W języku futbolu często używa się wojennych metafor i hiperboli ze względu na pewne cechy, które łączą ten sport z wojną. Marino D’Amore, włoski dziennikarz i autor książki „Footballinguistica”, zauważa że „w końcu mecz piłki nożnej to nic innego jak metafora bitwy, w której armia najeźdźców próbuje każdym możliwym sposobem zdobyć bram(k)ę miasta wroga, podczas gdy zaatakowana armia próbuje pokonać tę pierwszą, postępując tak samo. Gol staje się zatem wyczynowo-sportową transpozycją tego podboju, manifestującą się poprzez noszenie barw swojego sztandaru, miasta lub flagi narodowej” (D’Amore 2014, s. 11). Przede wszystkim należy podkreślić, że piłka nożna, jak każdy sport zespołowy, polega na zmierzeniu się ze sobą dwóch grup składających się z jednostek, które razem pracują na wspólny cel, jakim jest zwycięstwo. Z tego powodu bardzo ważna jest umiejętność wspólnej gry (walki), która wpływa na potencjał zespołu. Jeśli chodzi o podstawowe elementy każdej bitwy i każdego meczu, to na równi z zespołowym charakterem należy postawić indywidualność. W tym kontekście piłkarze porównywani są do wojowników, którzy dzięki charakterowi lub geniuszowi potrafi ą odwrócić losy bitwy. Ponadto wśród cech gwarantujących sukces na boisku, zarówno w przypadku piłki nożnej, jak i na polu bitwy, wymienić można: siłę woli, gotowość do poświęceń, odwagę, odporność na stres oraz umiejętność podejmowania ryzyka i brania na siebie odpowiedzialności.
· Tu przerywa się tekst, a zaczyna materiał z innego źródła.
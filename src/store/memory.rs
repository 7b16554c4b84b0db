use std::collections::{BTreeMap, HashMap};
use std::sync::Arc;

use async_trait::async_trait;
use chrono::{DateTime, NaiveDate, Utc};
use tokio::sync::Mutex;
use uuid::Uuid;

use crate::analytics::metrics::MetricKey;
use crate::error::{AppError, AppResult};
use crate::models::entry::DailyEntry;
use crate::models::note::{Note, NoteUpdate, Partner};
use crate::store::{EntryStore, NoteStore};

/// Process-local entry store (single-instance deployments and tests).
#[derive(Clone, Default)]
pub struct MemoryEntryStore {
    entries: Arc<Mutex<BTreeMap<NaiveDate, DailyEntry>>>,
}

impl MemoryEntryStore {
    pub fn new() -> Self {
        Self::default()
    }

    #[cfg(test)]
    pub fn with_entries(entries: impl IntoIterator<Item = DailyEntry>) -> Self {
        let map = entries.into_iter().map(|e| (e.date, e)).collect();
        Self {
            entries: Arc::new(Mutex::new(map)),
        }
    }
}

#[async_trait]
impl EntryStore for MemoryEntryStore {
    async fn list_entries(&self) -> AppResult<Vec<DailyEntry>> {
        Ok(self.entries.lock().await.values().cloned().collect())
    }

    async fn list_entries_between(
        &self,
        start: NaiveDate,
        end: NaiveDate,
    ) -> AppResult<Vec<DailyEntry>> {
        if start > end {
            return Ok(Vec::new());
        }
        Ok(self
            .entries
            .lock()
            .await
            .range(start..=end)
            .map(|(_, e)| e.clone())
            .collect())
    }

    async fn get_or_create(&self, date: NaiveDate) -> AppResult<DailyEntry> {
        let mut entries = self.entries.lock().await;
        Ok(entries
            .entry(date)
            .or_insert_with(|| DailyEntry::empty(date))
            .clone())
    }

    async fn adjust_metric(
        &self,
        date: NaiveDate,
        metric: MetricKey,
        delta: f64,
    ) -> AppResult<DailyEntry> {
        let mut entries = self.entries.lock().await;
        let entry = entries
            .entry(date)
            .or_insert_with(|| DailyEntry::empty(date));
        entry.adjust(metric, delta);
        Ok(entry.clone())
    }

    async fn ping(&self) -> bool {
        true
    }
}

#[derive(Clone, Default)]
pub struct MemoryNoteStore {
    notes: Arc<Mutex<HashMap<Uuid, Note>>>,
}

impl MemoryNoteStore {
    pub fn new() -> Self {
        Self::default()
    }
}

#[async_trait]
impl NoteStore for MemoryNoteStore {
    async fn list_notes(&self) -> AppResult<Vec<Note>> {
        let mut notes: Vec<Note> = self.notes.lock().await.values().cloned().collect();
        notes.sort_by(|a, b| b.timestamp.cmp(&a.timestamp));
        Ok(notes)
    }

    async fn create_note(
        &self,
        content: &str,
        author: Partner,
        timestamp: DateTime<Utc>,
    ) -> AppResult<Note> {
        let note = Note {
            id: Uuid::new_v4(),
            content: content.to_string(),
            author,
            timestamp,
            is_read: false,
            is_favorite: false,
        };
        self.notes.lock().await.insert(note.id, note.clone());
        Ok(note)
    }

    async fn update_note(&self, id: Uuid, update: &NoteUpdate) -> AppResult<Note> {
        let mut notes = self.notes.lock().await;
        let note = notes
            .get_mut(&id)
            .ok_or(AppError::NotFound("Note not found".into()))?;
        update.apply(note);
        Ok(note.clone())
    }

    async fn delete_note(&self, id: Uuid) -> AppResult<bool> {
        Ok(self.notes.lock().await.remove(&id).is_some())
    }

    async fn ping(&self) -> bool {
        true
    }
}
use axum::{
    extract::{Path, Query, State},
    Json,
};
use chrono::Utc;
use serde::Deserialize;

use crate::analytics::metrics::{find_definition, MetricDefinition, METRIC_DEFINITIONS};
use crate::analytics::rollup::{
    self, compute_monthly_history, compute_monthly_rollup, compute_weekly_rollup,
    get_entries_since, MonthlyRollup, WeeklyRollup, YearMonth,
};
use crate::analytics::progress::{compute_weekly_goal_progress, WeeklyGoalProgress};
use crate::analytics::{build_snapshot, AnalyticsSnapshot};
use crate::error::{AppError, AppResult};
use crate::AppState;

const MAX_MONTHS: u32 = 12;

#[derive(Debug, Deserialize)]
pub struct WindowQuery {
    pub months: Option<u32>,
}

#[derive(Debug, Deserialize)]
pub struct MonthQuery {
    /// "YYYY-MM"; defaults to the current month
    pub month: Option<String>,
}

pub async fn list_metrics() -> Json<&'static [MetricDefinition]> {
    Json(&METRIC_DEFINITIONS[..])
}

pub async fn get_metric(Path(key): Path<String>) -> AppResult<Json<&'static MetricDefinition>> {
    find_definition(&key)
        .map(Json)
        .ok_or_else(|| AppError::NotFound(format!("Unknown metric '{}'", key)))
}

/// GET /api/analytics: snapshot over the trailing months window
pub async fn get_analytics(
    State(state): State<AppState>,
    Query(query): Query<WindowQuery>,
) -> AppResult<Json<AnalyticsSnapshot>> {
    let months = query
        .months
        .unwrap_or(state.config.analytics_months_back)
        .min(MAX_MONTHS);
    let now = Utc::now().naive_utc();
    let today = now.date();
    let cutoff = YearMonth::of(today).months_before(months).first_day();

    let entries = state.entries.list_entries_between(cutoff, today).await?;
    let window = get_entries_since(&entries, months, now);
    let snapshot = build_snapshot(&window, now);

    tracing::debug!(
        months,
        entries = window.len(),
        health_score = snapshot.health_score,
        "Analytics snapshot computed"
    );

    Ok(Json(snapshot))
}

pub async fn get_weekly_rollup(State(state): State<AppState>) -> AppResult<Json<WeeklyRollup>> {
    Ok(Json(current_week(&state).await?))
}

/// GET /api/rollups/weekly/goals: this week's totals against each weekly goal
pub async fn get_weekly_goal_progress(
    State(state): State<AppState>,
) -> AppResult<Json<WeeklyGoalProgress>> {
    let rollup = current_week(&state).await?;
    Ok(Json(compute_weekly_goal_progress(&rollup)))
}

async fn current_week(state: &AppState) -> AppResult<WeeklyRollup> {
    let now = Utc::now().naive_utc();
    let today = now.date();

    let entries = state
        .entries
        .list_entries_between(rollup::week_start(today), today)
        .await?;

    Ok(compute_weekly_rollup(&entries, now))
}

pub async fn get_monthly_rollup(
    State(state): State<AppState>,
    Query(query): Query<MonthQuery>,
) -> AppResult<Json<MonthlyRollup>> {
    let today = Utc::now().date_naive();
    let month = match query.month.as_deref() {
        Some(raw) => raw.parse::<YearMonth>().map_err(AppError::Validation)?,
        None => YearMonth::of(today),
    };

    let entries = state
        .entries
        .list_entries_between(month.first_day(), month.last_day())
        .await?;

    Ok(Json(compute_monthly_rollup(&entries, month, today)))
}

/// GET /api/rollups/monthly/history: last N months with data, oldest first
pub async fn get_monthly_history(
    State(state): State<AppState>,
    Query(query): Query<WindowQuery>,
) -> AppResult<Json<Vec<MonthlyRollup>>> {
    let months = query.months.unwrap_or(3).clamp(1, MAX_MONTHS);
    let today = Utc::now().date_naive();
    let first = YearMonth::of(today).months_before(months - 1);

    let entries = state
        .entries
        .list_entries_between(first.first_day(), today)
        .await?;

    Ok(Json(compute_monthly_history(&entries, months, today)))
}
Warto zwrócić również uwagę na postać bramkarza, który jest postrzegany przez kibiców i dziennikarzy jako bohater zmuszony do obrony własnej bramki, który często musi samotnie naprawiać błędy popełnione przez kolegów z drużyny. Kolejną postacią, która wyróżnia się na boisku, jest napastnik, któremu powierza się zadanie strzelenia gola, mającego prowadzić jego drużynę do zwycięstwa. Aby osiągnąć ten cel, atakujący musi pokonać obrońców drużyny przeciwnej, a co za tym idzie, jego zadanie przypomina misję żołnierza, który próbuje walczyć z wrogiem (Barroccu 2007, s. 10-11).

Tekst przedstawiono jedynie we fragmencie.